Work instructions
Go through the entries below and collect each line with the string "main" in it.

Records for this exercise
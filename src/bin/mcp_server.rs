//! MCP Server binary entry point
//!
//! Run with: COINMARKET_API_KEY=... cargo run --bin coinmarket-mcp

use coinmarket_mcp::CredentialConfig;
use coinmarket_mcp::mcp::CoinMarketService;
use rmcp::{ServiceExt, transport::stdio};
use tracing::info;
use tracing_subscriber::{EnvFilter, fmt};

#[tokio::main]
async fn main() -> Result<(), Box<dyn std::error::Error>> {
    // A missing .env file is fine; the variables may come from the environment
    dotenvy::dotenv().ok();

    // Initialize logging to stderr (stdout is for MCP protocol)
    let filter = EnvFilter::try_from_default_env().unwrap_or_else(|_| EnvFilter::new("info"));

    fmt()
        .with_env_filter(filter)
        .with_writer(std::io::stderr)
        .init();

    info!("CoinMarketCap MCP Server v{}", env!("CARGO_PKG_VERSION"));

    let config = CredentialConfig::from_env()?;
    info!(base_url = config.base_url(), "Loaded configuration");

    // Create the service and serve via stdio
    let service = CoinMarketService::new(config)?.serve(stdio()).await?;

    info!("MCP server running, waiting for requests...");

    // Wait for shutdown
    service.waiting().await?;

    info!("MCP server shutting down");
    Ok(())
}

* * *

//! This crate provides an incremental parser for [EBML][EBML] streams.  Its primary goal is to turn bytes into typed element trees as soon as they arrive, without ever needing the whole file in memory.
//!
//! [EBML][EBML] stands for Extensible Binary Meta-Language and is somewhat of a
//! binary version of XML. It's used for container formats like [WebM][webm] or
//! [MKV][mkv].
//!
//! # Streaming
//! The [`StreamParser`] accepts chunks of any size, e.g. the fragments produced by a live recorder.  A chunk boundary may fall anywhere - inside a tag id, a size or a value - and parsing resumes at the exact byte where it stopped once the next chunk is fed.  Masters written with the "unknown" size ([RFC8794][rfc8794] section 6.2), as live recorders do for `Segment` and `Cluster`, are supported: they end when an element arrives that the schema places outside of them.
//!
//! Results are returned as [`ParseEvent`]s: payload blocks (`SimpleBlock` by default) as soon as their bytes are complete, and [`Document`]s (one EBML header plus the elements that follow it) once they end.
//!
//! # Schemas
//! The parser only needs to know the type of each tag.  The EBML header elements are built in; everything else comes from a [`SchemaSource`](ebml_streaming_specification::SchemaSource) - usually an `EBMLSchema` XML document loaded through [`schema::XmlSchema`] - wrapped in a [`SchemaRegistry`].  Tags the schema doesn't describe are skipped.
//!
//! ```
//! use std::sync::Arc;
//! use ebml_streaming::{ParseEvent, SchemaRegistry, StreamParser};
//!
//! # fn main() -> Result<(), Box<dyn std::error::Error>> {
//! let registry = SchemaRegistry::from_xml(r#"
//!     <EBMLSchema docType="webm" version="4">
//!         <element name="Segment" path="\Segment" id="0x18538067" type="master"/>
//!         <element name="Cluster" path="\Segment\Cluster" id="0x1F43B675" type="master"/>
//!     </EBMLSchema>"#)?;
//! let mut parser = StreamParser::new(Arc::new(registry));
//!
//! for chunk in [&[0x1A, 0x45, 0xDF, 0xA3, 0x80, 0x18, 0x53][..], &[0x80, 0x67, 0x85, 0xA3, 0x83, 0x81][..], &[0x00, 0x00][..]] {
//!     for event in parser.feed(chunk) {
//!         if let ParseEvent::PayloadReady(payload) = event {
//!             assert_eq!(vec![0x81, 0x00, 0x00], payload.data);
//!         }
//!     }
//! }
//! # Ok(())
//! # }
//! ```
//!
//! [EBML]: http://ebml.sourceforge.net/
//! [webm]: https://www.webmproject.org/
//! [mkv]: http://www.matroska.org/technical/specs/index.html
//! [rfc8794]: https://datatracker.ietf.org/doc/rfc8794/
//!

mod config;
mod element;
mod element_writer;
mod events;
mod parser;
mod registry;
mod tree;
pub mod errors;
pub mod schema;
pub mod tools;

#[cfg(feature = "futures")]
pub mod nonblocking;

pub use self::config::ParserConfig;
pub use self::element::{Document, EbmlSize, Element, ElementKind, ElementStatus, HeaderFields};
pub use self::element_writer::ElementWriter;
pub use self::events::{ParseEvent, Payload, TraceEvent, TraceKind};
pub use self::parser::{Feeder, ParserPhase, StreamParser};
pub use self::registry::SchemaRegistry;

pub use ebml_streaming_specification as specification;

==

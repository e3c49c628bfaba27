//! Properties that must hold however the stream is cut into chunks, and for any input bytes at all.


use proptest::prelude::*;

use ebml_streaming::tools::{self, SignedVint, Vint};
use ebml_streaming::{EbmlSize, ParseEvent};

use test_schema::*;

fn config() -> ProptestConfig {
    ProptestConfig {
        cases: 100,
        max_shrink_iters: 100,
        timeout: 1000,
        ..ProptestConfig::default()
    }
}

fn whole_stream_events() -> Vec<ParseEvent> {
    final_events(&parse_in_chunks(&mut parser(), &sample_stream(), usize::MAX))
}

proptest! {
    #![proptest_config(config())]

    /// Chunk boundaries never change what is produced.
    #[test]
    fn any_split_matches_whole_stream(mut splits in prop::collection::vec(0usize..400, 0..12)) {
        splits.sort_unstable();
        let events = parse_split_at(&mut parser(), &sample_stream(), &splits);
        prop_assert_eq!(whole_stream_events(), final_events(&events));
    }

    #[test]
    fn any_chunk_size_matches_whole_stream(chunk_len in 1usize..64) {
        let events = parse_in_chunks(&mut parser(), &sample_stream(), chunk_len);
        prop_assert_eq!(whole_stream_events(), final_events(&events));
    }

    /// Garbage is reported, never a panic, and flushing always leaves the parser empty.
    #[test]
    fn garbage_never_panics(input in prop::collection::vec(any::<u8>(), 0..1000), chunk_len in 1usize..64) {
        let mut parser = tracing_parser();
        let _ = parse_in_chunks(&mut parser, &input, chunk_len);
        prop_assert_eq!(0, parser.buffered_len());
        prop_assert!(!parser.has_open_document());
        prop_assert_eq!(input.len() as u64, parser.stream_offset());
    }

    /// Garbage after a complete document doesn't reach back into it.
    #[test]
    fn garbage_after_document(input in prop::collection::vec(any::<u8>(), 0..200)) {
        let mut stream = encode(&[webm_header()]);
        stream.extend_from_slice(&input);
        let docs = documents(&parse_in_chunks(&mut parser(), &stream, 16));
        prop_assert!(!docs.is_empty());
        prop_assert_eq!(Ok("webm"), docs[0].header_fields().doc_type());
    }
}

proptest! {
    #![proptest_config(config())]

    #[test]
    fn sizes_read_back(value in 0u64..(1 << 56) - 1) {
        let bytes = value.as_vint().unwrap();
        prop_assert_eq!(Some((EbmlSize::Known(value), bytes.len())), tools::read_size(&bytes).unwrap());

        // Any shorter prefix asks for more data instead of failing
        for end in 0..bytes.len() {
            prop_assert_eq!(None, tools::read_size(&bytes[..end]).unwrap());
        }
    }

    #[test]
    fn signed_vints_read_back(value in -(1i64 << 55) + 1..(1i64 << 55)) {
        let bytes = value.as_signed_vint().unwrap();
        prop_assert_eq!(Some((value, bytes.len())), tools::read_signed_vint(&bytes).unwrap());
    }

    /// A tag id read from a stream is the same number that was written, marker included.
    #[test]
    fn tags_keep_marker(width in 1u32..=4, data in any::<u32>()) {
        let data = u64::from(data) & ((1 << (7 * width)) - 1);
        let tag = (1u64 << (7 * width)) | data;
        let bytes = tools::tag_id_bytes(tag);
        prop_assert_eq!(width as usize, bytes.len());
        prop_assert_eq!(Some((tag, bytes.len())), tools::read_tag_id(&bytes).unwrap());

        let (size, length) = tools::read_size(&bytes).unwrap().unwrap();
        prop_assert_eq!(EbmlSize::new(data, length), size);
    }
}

Solved problem
#[tokio::main]
async fn main() -> Result<(), Box<dyn std::error::Error>> {
//! # fn main() -> Result<(), Box<dyn std::error::Error>> {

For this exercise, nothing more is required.